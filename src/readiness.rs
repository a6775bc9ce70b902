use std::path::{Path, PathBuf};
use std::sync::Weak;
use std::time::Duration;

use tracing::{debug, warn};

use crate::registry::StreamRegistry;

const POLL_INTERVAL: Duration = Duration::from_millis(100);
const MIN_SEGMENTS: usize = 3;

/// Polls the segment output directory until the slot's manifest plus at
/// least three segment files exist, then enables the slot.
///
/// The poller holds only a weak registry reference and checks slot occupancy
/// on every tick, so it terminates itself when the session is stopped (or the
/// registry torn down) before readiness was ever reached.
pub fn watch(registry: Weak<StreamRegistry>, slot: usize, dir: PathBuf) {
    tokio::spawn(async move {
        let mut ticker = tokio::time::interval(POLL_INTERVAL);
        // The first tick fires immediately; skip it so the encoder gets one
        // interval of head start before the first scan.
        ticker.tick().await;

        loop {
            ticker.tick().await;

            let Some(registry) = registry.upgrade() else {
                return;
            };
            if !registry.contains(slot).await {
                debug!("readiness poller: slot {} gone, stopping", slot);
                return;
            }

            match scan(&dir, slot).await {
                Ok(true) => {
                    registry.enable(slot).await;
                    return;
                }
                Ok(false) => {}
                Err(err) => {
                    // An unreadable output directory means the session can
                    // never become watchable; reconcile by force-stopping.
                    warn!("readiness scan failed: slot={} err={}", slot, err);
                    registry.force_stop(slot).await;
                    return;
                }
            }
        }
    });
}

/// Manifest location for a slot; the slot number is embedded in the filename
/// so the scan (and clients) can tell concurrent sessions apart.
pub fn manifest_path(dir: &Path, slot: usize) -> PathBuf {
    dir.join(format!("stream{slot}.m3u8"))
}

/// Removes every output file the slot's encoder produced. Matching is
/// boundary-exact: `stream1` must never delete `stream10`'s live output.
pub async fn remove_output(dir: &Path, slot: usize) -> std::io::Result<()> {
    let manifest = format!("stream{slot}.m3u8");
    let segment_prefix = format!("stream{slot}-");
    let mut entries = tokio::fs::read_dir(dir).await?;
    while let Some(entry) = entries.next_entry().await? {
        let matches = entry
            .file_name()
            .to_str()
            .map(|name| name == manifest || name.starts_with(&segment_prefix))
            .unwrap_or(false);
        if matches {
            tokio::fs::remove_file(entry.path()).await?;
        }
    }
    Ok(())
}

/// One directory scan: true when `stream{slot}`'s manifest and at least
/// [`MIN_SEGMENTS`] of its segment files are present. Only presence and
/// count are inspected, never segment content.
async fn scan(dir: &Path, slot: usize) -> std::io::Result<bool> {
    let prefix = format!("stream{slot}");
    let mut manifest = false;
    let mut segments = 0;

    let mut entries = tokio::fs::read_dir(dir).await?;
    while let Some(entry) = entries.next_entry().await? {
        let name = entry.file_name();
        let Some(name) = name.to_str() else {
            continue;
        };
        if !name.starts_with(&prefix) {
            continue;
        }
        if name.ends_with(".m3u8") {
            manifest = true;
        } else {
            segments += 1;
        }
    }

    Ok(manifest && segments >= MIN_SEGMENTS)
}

[WORK TO BE COMPLETED] Write out the lines of the entries, word for word, from the first through the one containing "was ever reached.", and stop at that line.

[TASK SOLUTION]
filename src/readiness.rs
repository a6775bc9ce70b902
use std::path::{Path, PathBuf};
use std::sync::Weak;
use std::time::Duration;

use tracing::{debug, warn};

use crate::registry::StreamRegistry;

const POLL_INTERVAL: Duration = Duration::from_millis(100);
const MIN_SEGMENTS: usize = 3;

/// Polls the segment output directory until the slot's manifest plus at
/// least three segment files exist, then enables the slot.
///
/// The poller holds only a weak registry reference and checks slot occupancy
/// on every tick, so it terminates itself when the session is stopped (or the
/// registry torn down) before readiness was ever reached.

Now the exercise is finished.